[Dataset entries]
-*-*-

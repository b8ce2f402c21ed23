//! Error types for the connect-core library

use thiserror::Error;

use crate::types::{AccountHandle, CallId};

/// Result type for connect-core operations
pub type ConnectResult<T> = Result<T, ConnectError>;

/// Errors that can occur in connect-core
///
/// Provider-level connection failures are not represented here; they arrive
/// as `DisconnectCode` data through the response callbacks and are absorbed
/// by the failover engine. This enum covers the errors the crate itself can
/// surface to callers.
#[derive(Debug, Error)]
pub enum ConnectError {
    /// A call was registered as pending while already pending
    #[error("call {call_id} is already pending")]
    DuplicatePendingCall { call_id: CallId },

    /// An account lookup failed
    #[error("account not found: {handle}")]
    AccountNotFound { handle: AccountHandle },

    /// An operation was invoked in a state that does not permit it
    #[error("invalid state: {message}")]
    InvalidState { message: String },
}

impl ConnectError {
    /// Create an invalid state error
    pub fn invalid_state(message: impl Into<String>) -> Self {
        Self::InvalidState {
            message: message.into(),
        }
    }

    /// Create an account lookup error
    pub fn account_not_found(handle: AccountHandle) -> Self {
        Self::AccountNotFound { handle }
    }
}
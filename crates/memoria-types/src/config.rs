//! Configuration types for Memoria.
//!
//! `MemoryConfig` is the deployment-level `memoria.toml`. Every field has a
//! default so an empty file is valid. `RequestMemoryConfig` is the per-request
//! override a caller attaches to a single chat turn.

use serde::{Deserialize, Serialize};
use std::fmt;
use std::str::FromStr;

use crate::error::ConfigError;

/// Deployment configuration for the memory subsystem.
#[derive(Debug, Clone, Serialize, Deserialize)]
pub struct MemoryConfig {
    /// Master switch. When false, requests never touch memory.
    #[serde(default = "default_true")]
    pub enabled: bool,

    #[serde(default = "default_retrieval_limit")]
    pub default_retrieval_limit: usize,

    #[serde(default = "default_similarity_threshold")]
    pub default_similarity_threshold: f32,

    #[serde(default)]
    pub store: StoreConfig,

    #[serde(default)]
    pub embedding: EmbeddingConfig,

    #[serde(default)]
    pub deduplication: DeduplicationConfig,

    #[serde(default)]
    pub query_rewrite: QueryRewriteConfig,

    #[serde(default)]
    pub extraction: ExtractionConfig,
}

fn default_true() -> bool {
    true
}

fn default_retrieval_limit() -> usize {
    5
}

fn default_similarity_threshold() -> f32 {
    0.70
}

impl Default for MemoryConfig {
    fn default() -> Self {
        Self {
            enabled: true,
            default_retrieval_limit: default_retrieval_limit(),
            default_similarity_threshold: default_similarity_threshold(),
            store: StoreConfig::default(),
            embedding: EmbeddingConfig::default(),
            deduplication: DeduplicationConfig::default(),
            query_rewrite: QueryRewriteConfig::default(),
            extraction: ExtractionConfig::default(),
        }
    }
}

/// Which vector store implementation backs the subsystem.
#[derive(Debug, Clone, Copy, PartialEq, Eq, Default, Serialize, Deserialize)]
#[serde(rename_all = "lowercase")]
pub enum StoreBackend {
    /// Embedded LanceDB tables on disk (or a remote LanceDB URI).
    #[default]
    LanceDb,
    /// Process-local store. Contents are lost on restart.
    Memory,
}

impl fmt::Display for StoreBackend {
    fn fmt(&self, f: &mut fmt::Formatter<'_>) -> fmt::Result {
        match self {
            StoreBackend::LanceDb => write!(f, "lancedb"),
            StoreBackend::Memory => write!(f, "memory"),
        }
    }
}

impl FromStr for StoreBackend {
    type Err = String;

    fn from_str(s: &str) -> Result<Self, Self::Err> {
        match s.to_lowercase().as_str() {
            "lancedb" => Ok(StoreBackend::LanceDb),
            "memory" => Ok(StoreBackend::Memory),
            other => Err(format!("invalid store backend: '{other}'")),
        }
    }
}

#[derive(Debug, Clone, Serialize, Deserialize)]
pub struct StoreConfig {
    #[serde(default)]
    pub backend: StoreBackend,

    /// LanceDB URI or directory. Relative paths resolve against the data dir.
    #[serde(default = "default_store_uri")]
    pub uri: String,

    #[serde(default = "default_collection")]
    pub collection: String,

    #[serde(default = "default_dimension")]
    pub dimension: usize,
}

fn default_store_uri() -> String {
    "vector_store".to_string()
}

fn default_collection() -> String {
    "agentic_memory".to_string()
}

fn default_dimension() -> usize {
    384
}

impl Default for StoreConfig {
    fn default() -> Self {
        Self {
            backend: StoreBackend::default(),
            uri: default_store_uri(),
            collection: default_collection(),
            dimension: default_dimension(),
        }
    }
}

/// Local embedding models the subsystem knows how to load.
#[derive(Debug, Clone, Copy, PartialEq, Eq, Default, Serialize, Deserialize)]
pub enum EmbeddingModelKind {
    #[default]
    #[serde(rename = "bge-small-en-v1.5")]
    BgeSmallEnV15,
    #[serde(rename = "bge-base-en-v1.5")]
    BgeBaseEnV15,
    #[serde(rename = "all-minilm-l6-v2")]
    AllMiniLmL6V2,
}

impl EmbeddingModelKind {
    pub fn as_str(&self) -> &'static str {
        match self {
            EmbeddingModelKind::BgeSmallEnV15 => "bge-small-en-v1.5",
            EmbeddingModelKind::BgeBaseEnV15 => "bge-base-en-v1.5",
            EmbeddingModelKind::AllMiniLmL6V2 => "all-minilm-l6-v2",
        }
    }

    /// Output dimension the model produces.
    pub fn dimension(&self) -> usize {
        match self {
            EmbeddingModelKind::BgeSmallEnV15 => 384,
            EmbeddingModelKind::BgeBaseEnV15 => 768,
            EmbeddingModelKind::AllMiniLmL6V2 => 384,
        }
    }
}

impl fmt::Display for EmbeddingModelKind {
    fn fmt(&self, f: &mut fmt::Formatter<'_>) -> fmt::Result {
        f.write_str(self.as_str())
    }
}

#[derive(Debug, Clone, Serialize, Deserialize)]
pub struct EmbeddingConfig {
    #[serde(default)]
    pub model: EmbeddingModelKind,

    #[serde(default = "default_dimension")]
    pub dimension: usize,

    #[serde(default = "default_embedding_timeout")]
    pub timeout_seconds: u64,
}

fn default_embedding_timeout() -> u64 {
    10
}

impl Default for EmbeddingConfig {
    fn default() -> Self {
        Self {
            model: EmbeddingModelKind::default(),
            dimension: default_dimension(),
            timeout_seconds: default_embedding_timeout(),
        }
    }
}

#[derive(Debug, Clone, Serialize, Deserialize)]
pub struct DeduplicationConfig {
    /// Similarity at or above which a candidate counts as already stored.
    #[serde(default = "default_dedup_threshold")]
    pub threshold: f32,

    /// Neighbours inspected by the near-duplicate search.
    #[serde(default = "default_dedup_neighbors")]
    pub neighbors: usize,
}

fn default_dedup_threshold() -> f32 {
    0.92
}

fn default_dedup_neighbors() -> usize {
    3
}

impl Default for DeduplicationConfig {
    fn default() -> Self {
        Self {
            threshold: default_dedup_threshold(),
            neighbors: default_dedup_neighbors(),
        }
    }
}

#[derive(Debug, Clone, Serialize, Deserialize)]
pub struct QueryRewriteConfig {
    #[serde(default)]
    pub enabled: bool,

    /// OpenAI-compatible base URL, e.g. `http://localhost:8000/v1`.
    #[serde(default)]
    pub endpoint: String,

    #[serde(default)]
    pub model: String,

    /// Environment variable holding the API key, if the endpoint needs one.
    #[serde(default)]
    pub api_key_env: Option<String>,

    #[serde(default = "default_rewrite_timeout")]
    pub timeout_seconds: u64,

    /// How many recent turns are shown to the rewriter.
    #[serde(default = "default_history_turns")]
    pub history_turns: usize,

    #[serde(default = "default_rewrite_max_tokens")]
    pub max_tokens: u32,
}

fn default_rewrite_timeout() -> u64 {
    5
}

fn default_history_turns() -> usize {
    6
}

fn default_rewrite_max_tokens() -> u32 {
    128
}

impl Default for QueryRewriteConfig {
    fn default() -> Self {
        Self {
            enabled: false,
            endpoint: String::new(),
            model: String::new(),
            api_key_env: None,
            timeout_seconds: default_rewrite_timeout(),
            history_turns: default_history_turns(),
            max_tokens: default_rewrite_max_tokens(),
        }
    }
}

#[derive(Debug, Clone, Serialize, Deserialize)]
pub struct ExtractionConfig {
    #[serde(default = "default_true")]
    pub enabled: bool,

    #[serde(default = "default_llm_endpoint")]
    pub endpoint: String,

    #[serde(default = "default_llm_model")]
    pub model: String,

    #[serde(default)]
    pub api_key_env: Option<String>,

    /// Exchanges accumulated per user before an extraction fires.
    #[serde(default = "default_batch_size")]
    pub batch_size: usize,

    #[serde(default = "default_extraction_timeout")]
    pub timeout_seconds: u64,

    /// A user's window is extracted and its worker stopped after this long
    /// without traffic. 0 keeps workers for the scheduler's lifetime.
    #[serde(default = "default_idle_timeout")]
    pub idle_timeout_seconds: u64,

    #[serde(default = "default_extraction_max_tokens")]
    pub max_tokens: u32,

    #[serde(default = "default_extraction_temperature")]
    pub temperature: f64,
}

fn default_llm_endpoint() -> String {
    "http://localhost:8000/v1".to_string()
}

fn default_llm_model() -> String {
    "qwen3".to_string()
}

fn default_batch_size() -> usize {
    10
}

fn default_extraction_timeout() -> u64 {
    30
}

fn default_idle_timeout() -> u64 {
    1800
}

fn default_extraction_max_tokens() -> u32 {
    500
}

fn default_extraction_temperature() -> f64 {
    0.1
}

impl Default for ExtractionConfig {
    fn default() -> Self {
        Self {
            enabled: true,
            endpoint: default_llm_endpoint(),
            model: default_llm_model(),
            api_key_env: None,
            batch_size: default_batch_size(),
            timeout_seconds: default_extraction_timeout(),
            idle_timeout_seconds: default_idle_timeout(),
            max_tokens: default_extraction_max_tokens(),
            temperature: default_extraction_temperature(),
        }
    }
}

fn check_unit_interval(field: &'static str, value: f32) -> Result<(), ConfigError> {
    if value > 0.0 && value <= 1.0 {
        Ok(())
    } else {
        Err(ConfigError::InvalidValue {
            field,
            reason: format!("{value} is outside (0, 1]"),
        })
    }
}

impl MemoryConfig {
    /// Reject configurations the subsystem cannot run with.
    ///
    /// The embedding dimension must equal the store dimension: vectors are
    /// never truncated or padded to fit.
    pub fn validate(&self) -> Result<(), ConfigError> {
        if self.store.dimension == 0 {
            return Err(ConfigError::InvalidValue {
                field: "store.dimension",
                reason: "must be greater than zero".to_string(),
            });
        }
        if self.embedding.dimension != self.store.dimension {
            return Err(ConfigError::DimensionMismatch {
                embedding: self.embedding.dimension,
                store: self.store.dimension,
            });
        }
        if self.embedding.model.dimension() != self.embedding.dimension {
            return Err(ConfigError::InvalidValue {
                field: "embedding.dimension",
                reason: format!(
                    "model '{}' produces {} dimensions, configured {}",
                    self.embedding.model,
                    self.embedding.model.dimension(),
                    self.embedding.dimension
                ),
            });
        }
        if self.store.collection.trim().is_empty() {
            return Err(ConfigError::InvalidValue {
                field: "store.collection",
                reason: "must not be empty".to_string(),
            });
        }
        if self.default_retrieval_limit == 0 {
            return Err(ConfigError::InvalidValue {
                field: "default_retrieval_limit",
                reason: "must be greater than zero".to_string(),
            });
        }
        check_unit_interval("default_similarity_threshold", self.default_similarity_threshold)?;
        check_unit_interval("deduplication.threshold", self.deduplication.threshold)?;
        if self.deduplication.neighbors == 0 {
            return Err(ConfigError::InvalidValue {
                field: "deduplication.neighbors",
                reason: "must be greater than zero".to_string(),
            });
        }
        if self.extraction.batch_size == 0 {
            return Err(ConfigError::InvalidValue {
                field: "extraction.batch_size",
                reason: "must be greater than zero".to_string(),
            });
        }
        if self.query_rewrite.enabled {
            if self.query_rewrite.endpoint.trim().is_empty() {
                return Err(ConfigError::MissingField {
                    section: "query_rewrite",
                    field: "endpoint",
                });
            }
            if self.query_rewrite.model.trim().is_empty() {
                return Err(ConfigError::MissingField {
                    section: "query_rewrite",
                    field: "model",
                });
            }
        }
        if self.extraction.enabled {
            if self.extraction.endpoint.trim().is_empty() {
                return Err(ConfigError::MissingField {
                    section: "extraction",
                    field: "endpoint",
                });
            }
            if self.extraction.model.trim().is_empty() {
                return Err(ConfigError::MissingField {
                    section: "extraction",
                    field: "model",
                });
            }
        }
        Ok(())
    }

    /// Dedup threshold at or below the retrieval threshold collapses facts a
    /// query would consider merely related. Allowed, but worth a warning.
    pub fn dedup_threshold_overlaps_retrieval(&self) -> bool {
        self.deduplication.threshold <= self.default_similarity_threshold
    }
}

/// Per-request memory options sent alongside a chat turn.
#[derive(Debug, Clone, Default, Serialize, Deserialize)]
pub struct RequestMemoryConfig {
    #[serde(default)]
    pub enabled: bool,

    #[serde(default)]
    pub auto_store: bool,

    #[serde(default)]
    pub retrieval_limit: Option<usize>,

    #[serde(default)]
    pub similarity_threshold: Option<f32>,
}

/// Identity attached to a request; `user_id` becomes the user scope.
#[derive(Debug, Clone, Default, Serialize, Deserialize)]
pub struct RequestMemoryContext {
    #[serde(default)]
    pub user_id: String,
}

/// Request options after deployment defaults were applied.
#[derive(Debug, Clone, PartialEq)]
pub struct EffectiveMemorySettings {
    pub retrieve: bool,
    pub auto_store: bool,
    pub retrieval_limit: usize,
    pub similarity_threshold: f32,
}

impl RequestMemoryConfig {
    /// Merge with deployment defaults.
    ///
    /// Absent or non-positive numeric fields fall back to the defaults. A
    /// globally disabled subsystem disables both retrieval and storage.
    pub fn resolve(&self, deployment: &MemoryConfig) -> EffectiveMemorySettings {
        let active = deployment.enabled && self.enabled;
        EffectiveMemorySettings {
            retrieve: active,
            auto_store: deployment.enabled && self.auto_store,
            retrieval_limit: self
                .retrieval_limit
                .filter(|limit| *limit > 0)
                .unwrap_or(deployment.default_retrieval_limit),
            similarity_threshold: self
                .similarity_threshold
                .filter(|t| *t > 0.0)
                .unwrap_or(deployment.default_similarity_threshold),
        }
    }
}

-*-*-

> **Work item**
The expected output is one number: how many lines of the data above hold the string "subsystem".

> **Solution**
5